Researchers at Drexel University’s College of Nursing and Health Professions have recently released a study in Biological Research For Nursing that investigated the symptoms, health outcomes, and physical function over time in older adults with and without Alzheimer’s disease and related dementias, as well as those on polypharmacy.

The study, led by Martha Coates, PhD, a postdoctoral research fellow, revealed that older adults facing polypharmacy along with Alzheimer’s disease and related dementias encounter a greater number of symptoms, falls, hospitalizations, and higher mortality rates, along with diminished physical function—which all adversely affect their quality of life.

“Previous research has linked the threshold of five or more daily medications with negative health outcomes. As the number of medications increases, so does the risk of harmful drug interactions and adverse events,” Coates stated.

Utilizing a publicly accessible dataset from the National Health and Aging Trends Study, which is a nationally representative sample of Medicare beneficiaries in the U.S. managed by Johns Hopkins University, the research team collected data annually since 2011 to analyze social, physical, technological, and functional aspects important to aging.

For this particular study, they examined data from 2016 to 2019 to evaluate changes in symptoms, health consequences, and physical function across four groups: 1) individuals with both Alzheimer’s disease and related dementias and polypharmacy; 2) those with only Alzheimer’s disease and related dementias; 3) individuals on polypharmacy only; and 4) participants without any instance of Alzheimer’s disease, related dementias, or polypharmacy.

Coates noted that the team applied analytic weights for data analysis, which provides national estimates and suggests that the 2,052 individuals in the sample are representative of about 12 million Medicare beneficiaries in the U.S., thus enhancing the applicability of the findings.

“Our findings indicate that older adults experiencing both Alzheimer’s disease and related dementias along with polypharmacy suffer from more troubling symptoms, a higher likelihood of falls, increased hospital stays, and greater mortality in comparison to those who do not have these conditions,” Coates explained. “Additionally, they exhibited more functional decline, needed more help with daily activities such as eating, bathing, and dressing, and were more likely to require assistive devices like canes or walkers.”

Coates highlighted that various resources exist to assist healthcare professionals in reviewing and managing medication plans for older adults dealing with polypharmacy, especially those taking medications that may no longer be beneficial. However, there are currently no specific resources tailored for older adults with Alzheimer’s disease and related dementias.

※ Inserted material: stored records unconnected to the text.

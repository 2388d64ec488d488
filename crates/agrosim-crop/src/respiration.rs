//! Maintenance respiration.
//!
//! Potential maintenance respiration is the organ dry weights weighted by
//! their relative respiration rates, scaled by `RFSETB(DVS)` for
//! senescence and by a Q10 temperature response around 25 C.

use agrosim_kernel::ParameterProvider;
use agrosim_types::Afgen;

use crate::age::AgeCurve;
use crate::error::CropError;

/// Reference temperature of the respiration coefficients (C).
const REFERENCE_TEMP: f64 = 25.0;

/// Organ dry weights the respiration is computed from (kg/ha).
#[derive(Debug, Clone, Copy, Default, PartialEq)]
pub struct OrganWeights {
    /// Living leaves.
    pub wlv: f64,
    /// Living stems.
    pub wst: f64,
    /// Living roots.
    pub wrt: f64,
    /// Living storage organs.
    pub wso: f64,
}

/// Potential maintenance respiration.
#[derive(Debug, Clone)]
pub struct MaintenanceRespiration {
    q10: f64,
    rmr: AgeCurve,
    rml: AgeCurve,
    rms: AgeCurve,
    rmo: AgeCurve,
    rfsetb: Afgen,
}

impl MaintenanceRespiration {
    /// Read the coefficients; perennial crops may give them by age.
    pub fn initialize(params: &ParameterProvider) -> Result<Self, CropError> {
        Ok(Self {
            q10: params.number("Q10")?,
            rmr: AgeCurve::read(params, "RMR")?,
            rml: AgeCurve::read(params, "RML")?,
            rms: AgeCurve::read(params, "RMS")?,
            rmo: AgeCurve::read(params, "RMO")?,
            rfsetb: params.table("RFSETB")?,
        })
    }

    /// Potential maintenance respiration (kg CH2O/ha/day).
    pub fn calc_rates(&self, weights: &OrganWeights, dvs: f64, temp: f64, age: u32) -> f64 {
        let rmres = self.rmo.at(age).mul_add(
            weights.wso,
            self.rms.at(age).mul_add(
                weights.wst,
                self.rmr.at(age).mul_add(weights.wrt, self.rml.at(age) * weights.wlv),
            ),
        );
        let teff = self.q10.powf((temp - REFERENCE_TEMP) / 10.0);
        rmres * self.rfsetb.eval(dvs) * teff
    }
}

#[cfg(test)]
#[allow(clippy::unwrap_used)]
mod tests {
    use agrosim_types::{CropEndType, CropStartType};

    use super::*;
    use crate::fixtures;

    const WEIGHTS: OrganWeights = OrganWeights {
        wlv: 1000.0,
        wst: 2000.0,
        wrt: 500.0,
        wso: 0.0,
    };

    #[test]
    fn respiration_at_reference_temperature() {
        let params = fixtures::provider(fixtures::ANNUAL, CropStartType::Emergence, CropEndType::Maturity);
        let mres = MaintenanceRespiration::initialize(&params).unwrap();
        // 0.03*1000 + 0.015*2000 + 0.015*500
        let pmres = mres.calc_rates(&WEIGHTS, 1.0, 25.0, 0);
        assert!((pmres - 67.5).abs() < 1e-9);
    }

    #[test]
    fn q10_doubles_per_ten_degrees() {
        let params = fixtures::provider(fixtures::ANNUAL, CropStartType::Emergence, CropEndType::Maturity);
        let mres = MaintenanceRespiration::initialize(&params).unwrap();
        let at25 = mres.calc_rates(&WEIGHTS, 1.0, 25.0, 0);
        let at15 = mres.calc_rates(&WEIGHTS, 1.0, 15.0, 0);
        assert!((at25 / at15 - 2.0).abs() < 1e-9);
    }
}
//! Run configuration for an agrosim simulation.
//!
//! One YAML document describes a complete run: the agro-management
//! calendar, which soil balances to use, the parameter bundle (site,
//! soil library, crop library, overrides), where weather comes from,
//! scheduled operator actions, simulation bounds and logging. Everything
//! except the agro-management block has a default.

use std::path::{Path, PathBuf};

use chrono::NaiveDate;
use serde::Deserialize;

use agrosim_kernel::{DEFAULT_RECURSION_LIMIT, ParameterBundle};
use agrosim_soil::SoilModuleConfig;
use agrosim_types::SyntheticWeather;

use crate::actions::ScheduledAction;
use crate::agromanager::AgroManagementConfig;

/// Errors that can occur when loading configuration.
#[derive(Debug, thiserror::Error)]
pub enum ConfigError {
    /// Failed to read the configuration file from disk.
    #[error("failed to read config file: {source}")]
    Io {
        /// The underlying I/O error.
        #[from]
        source: std::io::Error,
    },

    /// Failed to parse YAML content.
    #[error("failed to parse config YAML: {source}")]
    Yaml {
        /// The underlying YAML parse error.
        source: serde_yml::Error,
    },
}

impl From<serde_yml::Error> for ConfigError {
    fn from(source: serde_yml::Error) -> Self {
        Self::Yaml { source }
    }
}

/// Top-level run configuration.
#[derive(Debug, Clone, PartialEq, Deserialize)]
pub struct RunConfig {
    /// Human-readable run name.
    #[serde(default = "default_run_name")]
    pub name: String,

    /// Soil campaign and crop calendar.
    pub agromanagement: AgroManagementConfig,

    /// Water and nutrient balance selection.
    #[serde(default)]
    pub soil: SoilModuleConfig,

    /// Site, soil and crop parameters.
    #[serde(default)]
    pub parameters: ParameterBundle,

    /// Simulation bounds.
    #[serde(default)]
    pub simulation: SimulationBoundsConfig,

    /// Variables reported each day.
    #[serde(default)]
    pub output: OutputConfig,

    /// Weather source.
    #[serde(default)]
    pub weather: WeatherConfig,

    /// Operator actions fixed to calendar days.
    #[serde(default)]
    pub actions: Vec<ScheduledAction>,

    /// Logging configuration.
    #[serde(default)]
    pub logging: LoggingConfig,
}

impl RunConfig {
    /// Load configuration from a YAML file at the given path.
    ///
    /// # Errors
    ///
    /// Returns [`ConfigError::Io`] if the file cannot be read, or
    /// [`ConfigError::Yaml`] if the content is not a valid run configuration.
    pub fn from_file(path: &Path) -> Result<Self, ConfigError> {
        let contents = std::fs::read_to_string(path)?;
        Self::parse(&contents)
    }

    /// Parse configuration from a YAML string.
    ///
    /// # Errors
    ///
    /// Returns [`ConfigError::Yaml`] if the string is not a valid run
    /// configuration.
    pub fn parse(yaml: &str) -> Result<Self, ConfigError> {
        let config: Self = serde_yml::from_str(yaml)?;
        Ok(config)
    }

    /// First simulated day: the start of the soil campaign.
    pub const fn start_date(&self) -> NaiveDate {
        self.agromanagement.soil_calendar.soil_start_date
    }

    /// Last day the runner will simulate.
    ///
    /// The configured end date if set, otherwise the end of the soil
    /// campaign (on which the simulation terminates anyway).
    pub fn horizon(&self) -> NaiveDate {
        self.simulation
            .end_date
            .unwrap_or(self.agromanagement.soil_calendar.soil_end_date)
    }
}

/// Simulation bounds.
#[derive(Debug, Clone, PartialEq, Eq, Deserialize)]
pub struct SimulationBoundsConfig {
    /// Maximum number of days before the run ends (0 = unlimited).
    #[serde(default)]
    pub max_days: u64,

    /// Last day to simulate; defaults to the end of the soil campaign.
    #[serde(default)]
    pub end_date: Option<NaiveDate>,

    /// Maximum nesting depth of re-entrant signal dispatch.
    #[serde(default = "default_recursion_limit")]
    pub recursion_limit: usize,
}

impl Default for SimulationBoundsConfig {
    fn default() -> Self {
        Self {
            max_days: 0,
            end_date: None,
            recursion_limit: default_recursion_limit(),
        }
    }
}

/// Daily output selection.
#[derive(Debug, Clone, PartialEq, Eq, Deserialize)]
pub struct OutputConfig {
    /// Published variable names copied into every observation.
    #[serde(default = "default_output_variables")]
    pub variables: Vec<String>,

    /// File receiving one JSON line per day; standard output if unset.
    #[serde(default)]
    pub file: Option<PathBuf>,
}

impl Default for OutputConfig {
    fn default() -> Self {
        Self {
            variables: default_output_variables(),
            file: None,
        }
    }
}

/// Where weather records come from.
#[derive(Debug, Clone, Default, PartialEq, Deserialize)]
pub struct WeatherConfig {
    /// YAML or JSON file with a list of daily records.
    #[serde(default)]
    pub file: Option<PathBuf>,

    /// Synthetic generator used when no file is given.
    #[serde(default)]
    pub synthetic: SyntheticWeather,
}

/// Logging configuration.
#[derive(Debug, Clone, PartialEq, Eq, Deserialize)]
pub struct LoggingConfig {
    /// Log level (trace, debug, info, warn, error).
    #[serde(default = "default_log_level")]
    pub level: String,

    /// Emit JSON lines instead of human-readable output.
    #[serde(default)]
    pub json: bool,
}

impl Default for LoggingConfig {
    fn default() -> Self {
        Self {
            level: default_log_level(),
            json: false,
        }
    }
}

fn default_run_name() -> String {
    "agrosim".to_owned()
}

const fn default_recursion_limit() -> usize {
    DEFAULT_RECURSION_LIMIT
}

fn default_output_variables() -> Vec<String> {
    ["DVS", "LAI", "TAGP", "TWSO", "SM", "NAVAIL"]
        .into_iter()
        .map(str::to_owned)
        .collect()
}

fn default_log_level() -> String {
    "info".to_owned()
}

The results of this research emphasize the detrimental effects of polypharmacy on older individuals with Alzheimer’s disease and related dementias. Coates emphasized the necessity for more research to formulate strategies aimed at minimizing the incidence of polypharmacy among those with these conditions.

“The aging population is rising in the U.S., projected to reach 80 million individuals over the age of 65 by 2040,” Coates noted. “Consequently, the number of older adults diagnosed with Alzheimer’s disease and related dementias will also climb, and there remains no cure. Avoiding negative outcomes linked to polypharmacy could enhance the quality of life and reduce unnecessary disability for older adults facing these challenges.”

The research team expects this study to inform future investigations regarding the effects of specific medications on health outcomes for individuals with Alzheimer’s disease and related dementias, thereby laying the groundwork for developing interventions aimed at optimizing medications for older adults dealing with both Alzheimer’s disease and polypharmacy.